11

ConcurrentDictionary.GetOrAdd(TKey, Func<TKey, TValue>) accepts a factory function to allow lazy instantiation of the item to be put into the dictionary.

Is it safe to define a factory function that itself calls GetOrAdd(), i.e. GetOrAdd is being called within the context of a 'parent' GetOrAdd().
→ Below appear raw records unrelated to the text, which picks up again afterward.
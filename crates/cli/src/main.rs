//! Command-line interface for the `repolens` application.
//!
//! This binary is a thin entry point; argument parsing and command dispatch
//! live in the library's [`repolens::run`].

fn main() -> anyhow::Result<()> {
    repolens::run()
}
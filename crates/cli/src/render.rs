//! Plain-text rendering for terminal output.

use repolens_github::RepositoryIdentity;
use repolens_intelligence::{CacheEntry, RepositoryAnalysis};
use std::time::Duration;

/// Human-readable report for one analysis, newline terminated.
pub(crate) fn render_summary(analysis: &RepositoryAnalysis, from_cache: bool) -> String {
    let meta = &analysis.metadata;
    let repo = &meta.repository;
    let mut lines = Vec::new();

    let mut title = repo.full_name.clone();
    if from_cache {
        title.push_str(" (cached)");
    }
    lines.push(title);
    if let Some(description) = repo.description.as_deref().filter(|d| !d.is_empty()) {
        lines.push(description.to_string());
    }
    lines.push(format!(
        "stars {}  forks {}  open issues {}  contributors {}",
        repo.stars, repo.forks, meta.counts.open_issues, meta.counts.contributors
    ));
    lines.push(String::new());
    lines.push(analysis.summary.clone());

    if !analysis.key_files.is_empty() {
        lines.push(String::new());
        lines.push("Key files:".to_string());
        for file in &analysis.key_files {
            if file.purpose.is_empty() {
                lines.push(format!("  {}", file.path));
            } else {
                lines.push(format!("  {} - {}", file.path, file.purpose));
            }
        }
    }

    if !analysis.key_folders.is_empty() {
        lines.push(String::new());
        lines.push("Key folders:".to_string());
        for folder in &analysis.key_folders {
            lines.push(format!("  {}/ ({})", folder.path, folder.key_files.join(", ")));
        }
    }

    if !analysis.pipeline.is_empty() {
        lines.push(String::new());
        lines.push(format!("Pipeline: {}", analysis.pipeline));
    }

    if !analysis.use_cases.is_empty() {
        lines.push(String::new());
        lines.push("Use cases:".to_string());
        lines.extend(analysis.use_cases.iter().map(|u| format!("  - {u}")));
    }

    let requirements = &analysis.requirements;
    if !requirements.dependencies.is_empty() || !requirements.summary.is_empty() {
        lines.push(String::new());
        lines.push("Requirements:".to_string());
        if !requirements.summary.is_empty() {
            lines.push(format!("  {}", requirements.summary));
        }
        for dep in &requirements.dependencies {
            let version = dep.version.as_deref().unwrap_or("*");
            lines.push(format!("  {} {} [{}]", dep.name, version, dep.status));
        }
        lines.extend(requirements.risks.iter().map(|r| format!("  risk: {r}")));
    }

    let health = &analysis.health;
    lines.push(String::new());
    lines.push(format!("Health: {} ({}/100)", health.status, health.score));
    lines.extend(health.strengths.iter().map(|s| format!("  + {s}")));
    lines.extend(health.concerns.iter().map(|c| format!("  - {c}")));
    lines.extend(health.recommendations.iter().map(|r| format!("  > {r}")));

    lines.push(String::new());
    lines.push(format!(
        "{} files collected, {} technical; ranking: {}; model: {}; analyzed {}",
        meta.counts.files_collected,
        meta.counts.technical_files,
        meta.ranking_mode.label(),
        meta.model,
        meta.analyzed_at
    ));

    let mut out = lines.join("\n");
    out.push('\n');
    out
}

/// Summary of a raw cache entry for `repolens cache show`.
pub(crate) fn describe_cache_entry(
    repo: &RepositoryIdentity,
    entry: &CacheEntry,
    ttl: Duration,
) -> String {
    let age = entry.elapsed();
    let state = if age > ttl { "expired" } else { "fresh" };
    format!(
        "{repo}\n  cached {} ago ({state}, ttl {})\n  pushed at {}\n  ranking {}\n",
        format_duration(age),
        format_duration(ttl),
        entry.repo_pushed_at.as_deref().unwrap_or("unknown"),
        entry.analysis.metadata.ranking_mode.label(),
    )
}

/// Coarse duration text, e.g. `45s`, `12m`, `3h 5m`, `2d 4h`.
pub(crate) fn format_duration(duration: Duration) -> String {
    let secs = duration.as_secs();
    match secs {
        0..=59 => format!("{secs}s"),
        60..=3599 => format!("{}m", secs / 60),
        3600..=86_399 => format!("{}h {}m", secs / 3600, (secs % 3600) / 60),
        _ => format!("{}d {}h", secs / 86_400, (secs % 86_400) / 3600),
    }
}

/// Keep the first and last four characters of long secrets.
pub(crate) fn mask_secret(secret: &str) -> String {
    let chars: Vec<char> = secret.chars().collect();
    if chars.len() <= 12 {
        return "****".to_string();
    }
    let head: String = chars[..4].iter().collect();
    let tail: String = chars[chars.len() - 4..].iter().collect();
    format!("{head}...{tail}")
}
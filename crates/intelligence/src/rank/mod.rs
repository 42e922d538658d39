//! Importance ranking of technical files.
//!
//! Two strategies share one output shape:
//! - [`rank_heuristic`]: sort by additive heuristic score, no network.
//! - [`SemanticRanker`]: embedding similarity to reference concepts, with
//!   heuristic fallback when embeddings are unavailable.

mod heuristic;
mod semantic;
mod similarity;

use crate::types::RankingMode;
use repolens_analyze::ScoredFile;

pub use heuristic::{rank_heuristic, top_files};
pub use semantic::{
    embedding_input, SemanticRanker, SemanticSignals, SemanticWeights, ARCHITECTURE_REFERENCE,
    CORE_LOGIC_REFERENCE, EMBEDDING_INPUT_CHARS, UNIFORM_RANK_LIMIT,
};
pub use similarity::cosine_similarity;

/// Key files reported per analysis.
pub const TOP_FILES: usize = 5;

/// Ranked files and the strategy that produced them.
#[derive(Debug, Clone, PartialEq)]
pub struct RankedFiles {
    pub mode: RankingMode,
    pub files: Vec<ScoredFile>,
}
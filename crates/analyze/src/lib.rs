//! Repository file classification.
//!
//! This crate decides which files of a repository matter and how much:
//! - Technical-file detection (blacklist first, then whitelist)
//! - Additive heuristic importance scores and priority buckets
//! - Key-folder aggregation over the first path segment
//! - Content heuristics (density, connectivity, manifest digests)
//!
//! # Example
//!
//! ```rust
//! use repolens_analyze::{is_technical_file, score_technical_file};
//!
//! assert!(is_technical_file("src/main.py", "main.py"));
//! assert!(!is_technical_file("tests/model.py", "model.py"));
//! assert!(score_technical_file("main.py", "main.py", None) > score_technical_file("util.py", "util.py", None));
//! ```

#![deny(unsafe_code)]

pub mod classify;
pub mod content;
pub mod folders;

pub use classify::{
    file_name_of, in_non_technical_dir, is_high_importance_dir, is_technical_file,
    priority_bucket, score_entries, score_technical_file, sort_by_score, PriorityBucket,
    ScoredFile, HIGH_IMPORTANCE_DIRS,
};
pub use content::{connectivity, content_density, manifest_digest};
pub use folders::{
    has_nesting, identify_key_folders, KeyFolder, MAX_FILES_PER_FOLDER, MAX_KEY_FOLDERS,
};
The following code demonstrates the pattern; It does appear to work, but is it safe?

class Program
{
    static ConcurrentDictionary<string,object> __dict = new ConcurrentDictionary<string, object>();

    static void Main(string[] args)
    {
        Foo foo = GetOrAddFoo();
        Console.WriteLine(foo._name);
        Console.WriteLine(foo._bar._name);
        Console.ReadKey();
    }

    static Bar GetOrAddBar()
    {
        Console.WriteLine("GetOrAddBar: enter");
        Func<string,Bar> factoryFn = (x) => LoadBar(x);
        Bar bar = __dict.GetOrAdd("bar", factoryFn) as Bar;
        Console.WriteLine("GetOrAddBar: exit");
        return bar;
    }

    static Foo GetOrAddFoo()
    {
        Console.WriteLine("GetOrAddFoo: enter");
        Func<string,Foo> factoryFn = (x) => LoadFoo(x);
        Foo foo = __dict.GetOrAdd("foo", factoryFn) as Foo;
        Console.WriteLine("GetOrAddFoo: exit");
        return foo;
    }

    static Bar LoadBar(string name)
    {
        Bar bar =  new Bar();
        bar._name = name;
        return bar;
    }

    static Foo LoadFoo(string name)
    {
        Foo foo = new Foo();
        foo._name = name;
        foo._bar = GetOrAddBar();
        return foo;
    }

    public class Foo
    {
       public string _name;
       public Bar _bar;
    }

    public class Bar
    {
        public string _name;
    }
}
redcalx
  • 8,177
  • 4
  • 56
  • 105

3 Answers3

3

The answer is yes, it is perfectly safe. The value functions are only called if the given key does not exist yet. Below is a walkthrough of what happens under the hood.

Walkthrough

First we assume the dictionary is completely empty, which I'll only show the keys in an array format for simplicity:

dictionary = []

On an initial first time execution of the GetOrAddFoo method, the "Foo" key does not exist so the dictionary invokes the value function, which in this invocation is the LoadFoo method. The dictionary is still empty here.

dictionary = []

LoadFoo internally calls GetOrAddBar, which checks and finds that the "Bar" key does not exist, so the LoadBar value function is invoked and it returns with the created "Bar" entry. The dictionary at this point looks like this:

dictionary = ["Bar"]

The dictionary at this point contains the item "Bar" in it. We have not yet completed the LoadFoo value function, but it will now.

dictionary = ["Bar"]

The LoadFoo method regains control and returns a Foo object to be stored in the dictionary. After LoadFoo completes, GetOrAddFoo can complete too. We now have the dictionary looking like this:

dictionary = ["Bar", "Foo"]

Future Calls of GetOrAddFoo

On subsequent calls to GetOrAddFoo, the dictionary already has an entry for Foo and thus will not invoke its value function, or even the Bar value function either. It returns immediately.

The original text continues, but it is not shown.